Input data:
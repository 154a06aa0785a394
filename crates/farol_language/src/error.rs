//! Errors raised by the lexer and the mixfix parser.
//!
//! Every error carries a stable kebab-case code (used by the CLI's
//! `<stage>:<code>` rendering and by tests) and the span of the offending
//! token.

use farol_base::{Diagnostic, Span, Stage};
use std::fmt;

/// What went wrong while lexing or parsing.
#[derive(Debug, Clone, PartialEq, Eq)]
pub enum ParseErrorKind {
    // Lexer
    InvalidInteger { word: String },
    UnmatchedBrace,
    UnclosedBrace,
    MisplacedBrace,

    // Parser
    TokenMismatch { expected: String, got: String },
    NotAnOperator { name: String },
    OperatorAlreadyExists { name: String },
    MustBeBinaryOperator { name: String },
    OperatorPartIsNotAVariable { name: String },
    UndeclaredOperator { name: String },
    ExpectedOperatorPart { status: String },
    CannotParseExpression,
    ExpectedAtom { got: String },
    ExpectedValueDeclaration { got: String },
}

impl ParseErrorKind {
    /// The stable error code for this kind.
    pub fn code(&self) -> &'static str {
        match self {
            ParseErrorKind::InvalidInteger { .. } => "invalid-integer",
            ParseErrorKind::UnmatchedBrace => "unmatched-brace",
            ParseErrorKind::UnclosedBrace => "unclosed-brace",
            ParseErrorKind::MisplacedBrace => "misplaced-brace",
            ParseErrorKind::TokenMismatch { .. } => "token-mismatch",
            ParseErrorKind::NotAnOperator { .. } => "not-an-operator",
            ParseErrorKind::OperatorAlreadyExists { .. } => "operator-already-exists",
            ParseErrorKind::MustBeBinaryOperator { .. } => "must-be-binary-operator",
            ParseErrorKind::OperatorPartIsNotAVariable { .. } => "operator-part-is-not-a-variable",
            ParseErrorKind::UndeclaredOperator { .. } => "undeclared-operator",
            ParseErrorKind::ExpectedOperatorPart { .. } => "expected-operator-part",
            ParseErrorKind::CannotParseExpression => "cannot-parse-expression",
            ParseErrorKind::ExpectedAtom { .. } => "expected-atom",
            ParseErrorKind::ExpectedValueDeclaration { .. } => "expected-value-declaration",
        }
    }

    /// Whether this kind is produced by the lexer (as opposed to the parser).
    fn is_lexical(&self) -> bool {
        matches!(
            self,
            ParseErrorKind::InvalidInteger { .. }
                | ParseErrorKind::UnmatchedBrace
                | ParseErrorKind::UnclosedBrace
                | ParseErrorKind::MisplacedBrace
        )
    }
}

impl fmt::Display for ParseErrorKind {
    fn fmt(&self, f: &mut fmt::Formatter<'_>) -> fmt::Result {
        match self {
            ParseErrorKind::InvalidInteger { word } => {
                write!(f, "`{}` is not a valid integer literal", word)
            }
            ParseErrorKind::UnmatchedBrace => write!(f, "`}}` without a matching `{{`"),
            ParseErrorKind::UnclosedBrace => write!(f, "block opened with `{{` is never closed"),
            ParseErrorKind::MisplacedBrace => {
                write!(f, "`{{` is only allowed at the start of a block")
            }
            ParseErrorKind::TokenMismatch { expected, got } => {
                write!(f, "expected {}, found {}", expected, got)
            }
            ParseErrorKind::NotAnOperator { name } => {
                write!(f, "`{}` has no argument holes, it cannot be an operator", name)
            }
            ParseErrorKind::OperatorAlreadyExists { name } => {
                write!(f, "operator `{}` is already declared", name)
            }
            ParseErrorKind::MustBeBinaryOperator { name } => {
                write!(f, "`{}` must have the shape `_op_` to be `infixl`/`infixr`", name)
            }
            ParseErrorKind::OperatorPartIsNotAVariable { name } => {
                write!(f, "`{}` is an operator part, not a variable", name)
            }
            ParseErrorKind::UndeclaredOperator { name } => {
                write!(f, "operator `{}` is not declared", name)
            }
            ParseErrorKind::ExpectedOperatorPart { status } => {
                write!(f, "no declared operator continues `{}`", status)
            }
            ParseErrorKind::CannotParseExpression => write!(f, "cannot parse expression"),
            ParseErrorKind::ExpectedAtom { got } => {
                write!(f, "expected an atom, found {}", got)
            }
            ParseErrorKind::ExpectedValueDeclaration { got } => {
                write!(f, "expected a value declaration, found {}", got)
            }
        }
    }
}

/// A lexer or parser error with its source location.
#[derive(Debug, Clone, PartialEq, Eq)]
pub struct ParseError {
    pub kind: ParseErrorKind,
    pub span: Span,
}

impl ParseError {
    pub fn new(kind: ParseErrorKind, span: Span) -> Self {
        Self { kind, span }
    }

    /// The stable error code, e.g. `token-mismatch`.
    pub fn code(&self) -> &'static str {
        self.kind.code()
    }
}

impl fmt::Display for ParseError {
    fn fmt(&self, f: &mut fmt::Formatter<'_>) -> fmt::Result {
        write!(f, "{}", self.kind)
    }
}

impl std::error::Error for ParseError {}

impl From<ParseError> for Diagnostic {
    fn from(err: ParseError) -> Self {
        let stage = if err.kind.is_lexical() {
            Stage::Lexer
        } else {
            Stage::Parser
        };
        Diagnostic::new(stage, err.kind.code(), err.kind.to_string()).with_span(err.span)
    }
}
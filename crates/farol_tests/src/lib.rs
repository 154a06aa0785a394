//! End-to-end tests for the farol interpreter live in `tests/`; this crate
//! intentionally exports nothing.
//! Shared harness: runs source strings through the full pipeline.

#![allow(dead_code)]

use std::cell::RefCell;
use std::rc::Rc;

use farol_base::Interner;
use farol_compile::TypeChecker;
use farol_kernel::{Evaluator, Stream};
use farol_language::ast::{Declaration, ExprKind, Program};
use farol_language::{Lexer, Parser};

/// A fully checked program together with its evaluator.
pub struct Session {
    pub evaluator: Evaluator,
    pub program: Program,
}

impl Session {
    pub fn stream(&self) -> Stream {
        self.evaluator.strong_eval_program(&self.program)
    }
}

/// Lex, parse, and type-check; the `Err` variant is the stable error code.
pub fn compile(source: &str) -> Result<Session, &'static str> {
    let mut interner = Interner::new();
    let tokens = Lexer::new(source, &mut interner)
        .tokenize()
        .map_err(|err| err.code())?;
    let mut parser = Parser::new(tokens, &mut interner);
    let program = parser.parse_program().map_err(|err| err.code())?;
    let names = parser.names();
    let mut checker = TypeChecker::new(&mut interner, names);
    let program = checker.check_program(&program).map_err(|err| err.code())?;
    let interner = Rc::new(RefCell::new(interner));
    let evaluator = Evaluator::new(interner, names, &program);
    Ok(Session { evaluator, program })
}

/// Strong-evaluates the program and renders up to `limit` solutions.
pub fn solutions(source: &str, limit: usize) -> Vec<String> {
    let session = match compile(source) {
        Ok(session) => session,
        Err(code) => panic!("pipeline failed with `{}` for:\n{}", code, source),
    };
    let (values, error) = session.stream().collect(limit);
    assert!(error.is_none(), "evaluation failed: {:?}", error);
    values
        .iter()
        .map(|value| session.evaluator.show_value(value))
        .collect()
}

/// Asserts the program produces exactly `expected`, in order.
pub fn assert_solutions(source: &str, expected: &[&str]) {
    let produced = solutions(source, expected.len() + 3);
    assert_eq!(produced, expected, "for program:\n{}", source);
}

/// The error code the pipeline stops with.
pub fn failure_code(source: &str) -> &'static str {
    match compile(source) {
        Err(code) => code,
        Ok(_) => panic!("pipeline unexpectedly succeeded for:\n{}", source),
    }
}

/// The rendered (generalised) type recorded for `name`: the elaborated
/// outer let's signature when `name` is let-bound, the global record
/// (constructors, primitives) otherwise.
pub fn inferred_type(source: &str, name: &str) -> String {
    let mut interner = Interner::new();
    let tokens = Lexer::new(source, &mut interner)
        .tokenize()
        .expect("lexing failed");
    let mut parser = Parser::new(tokens, &mut interner);
    let program = parser.parse_program().expect("parsing failed");
    let names = parser.names();
    let mut checker = TypeChecker::new(&mut interner, names);
    let program = checker.check_program(&program).expect("checking failed");
    let global = checker.show_type_of(name);

    let ExprKind::Let(decls, _) = &program.body.kind else {
        panic!("program body is not a let");
    };
    for decl in decls {
        if let Declaration::TypeSig(sig) = decl {
            if interner.resolve(sig.name) == name {
                return sig.ty.show(&interner);
            }
        }
    }
    match global {
        Some(shown) => shown,
        None => panic!("no type recorded for `{}`", name),
    }
}
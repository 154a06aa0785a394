//! Persistent environments for the evaluator.
//!
//! An [`Env`] is a shared-mutable scope chain: [`Env::extended`] creates a
//! child that inherits lookups but isolates definitions, and dropping the
//! child restores the parent view.
//!
//! [`Env::set`] rebinds a name in the nearest scope where it is already
//! defined. The evaluator uses this for call-by-need memoisation: while a
//! solution for a variable is live downstream, the variable is rebound to
//! the forced value so every expression sharing the scope sees it, and the
//! original binding is restored symmetrically on resumption. Across
//! branches the environment appears immutable.
//!
//! Definition thunks in a `let` capture the extended environment itself,
//! which is what makes recursive definitions evaluable. (This also creates
//! reference cycles; environments live for the duration of a run, so no
//! collection is attempted.)

use std::cell::RefCell;
use std::rc::Rc;

use farol_base::Symbol;
use indexmap::IndexMap;

use crate::value::Value;

struct EnvNode {
    bindings: RefCell<IndexMap<Symbol, Value>>,
    parent: Option<Env>,
}

/// A scope chain mapping names to values. Cloning is cheap and shares the
/// underlying scopes.
#[derive(Clone)]
pub struct Env(Rc<EnvNode>);

impl Env {
    /// An empty root environment.
    pub fn new() -> Self {
        Env(Rc::new(EnvNode {
            bindings: RefCell::new(IndexMap::new()),
            parent: None,
        }))
    }

    /// A child scope: lookups fall through to `self`, definitions stay in
    /// the child.
    pub fn extended(&self) -> Env {
        Env(Rc::new(EnvNode {
            bindings: RefCell::new(IndexMap::new()),
            parent: Some(self.clone()),
        }))
    }

    /// Binds `name` in this scope, shadowing any outer binding.
    pub fn define(&self, name: Symbol, value: Value) {
        self.0.bindings.borrow_mut().insert(name, value);
    }

    /// Rebinds `name` in the nearest scope where it is defined. Returns
    /// `false` if no scope defines it.
    pub fn set(&self, name: Symbol, value: Value) -> bool {
        let mut current = Some(self.clone());
        while let Some(env) = current {
            let mut bindings = env.0.bindings.borrow_mut();
            if bindings.contains_key(&name) {
                bindings.insert(name, value);
                return true;
            }
            drop(bindings);
            current = env.0.parent.clone();
        }
        false
    }

    pub fn is_defined(&self, name: Symbol) -> bool {
        self.value(name).is_some()
    }

    /// Looks `name` up through the scope chain.
    pub fn value(&self, name: Symbol) -> Option<Value> {
        let mut current = Some(self.clone());
        while let Some(env) = current {
            if let Some(value) = env.0.bindings.borrow().get(&name) {
                return Some(value.clone());
            }
            current = env.0.parent.clone();
        }
        None
    }
}

impl Default for Env {
    fn default() -> Self {
        Self::new()
    }
}

impl std::fmt::Debug for Env {
    fn fmt(&self, f: &mut std::fmt::Formatter<'_>) -> std::fmt::Result {
        f.write_str("<env>")
    }
}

Brief:
When a line above contains the string "UnclosedBrace", copy that line.

Response to the task:
    UnclosedBrace,
            ParseErrorKind::UnclosedBrace => "unclosed-brace",
                | ParseErrorKind::UnclosedBrace
            ParseErrorKind::UnclosedBrace => write!(f, "block opened with `{{` is never closed"),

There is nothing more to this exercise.